→ **What to do**: Report each line of the data that has "arena" somewhere in it.

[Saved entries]

+===+

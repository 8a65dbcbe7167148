//! Native parameter and command lists.
//!
//! This crate models the foreign subsystem that owns parameter records and
//! slash-style commands. Records live in a generational arena and are linked
//! into an intrusive-style list; neither the arena nor the list knows anything
//! about managed reference counting. The `parambridge` runtime consumes the
//! [`RecordStore`] and [`CommandStore`] interfaces exposed here.
//!
//! Every allocation and free is counted so tests can assert that records are
//! released exactly once.

pub mod arena;
pub mod command_list;
pub mod error;
pub mod param_list;
pub mod remote;
pub mod types;

pub use arena::{Arena, RecordId};
pub use command_list::{CommandEntry, CommandId, CommandInfo, CommandList, CommandStore};
pub use error::{NativeError, NativeResult};
pub use param_list::{
    InsertStatus, ListStats, NativeParam, ParamCallback, ParamList, ReadHook, RecordSpec,
    RecordStore, StorageHooks, WriteHook,
};
pub use remote::{LoopbackLink, RemoteLink};
pub use types::{CommandStatus, ParamMask, ParamType, ParamValue, Provenance};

+===+

→ **Expected output**:
//! slash-style commands. Records live in a generational arena and are linked
//! into an intrusive-style list; neither the arena nor the list knows anything
pub mod arena;
pub use arena::{Arena, RecordId};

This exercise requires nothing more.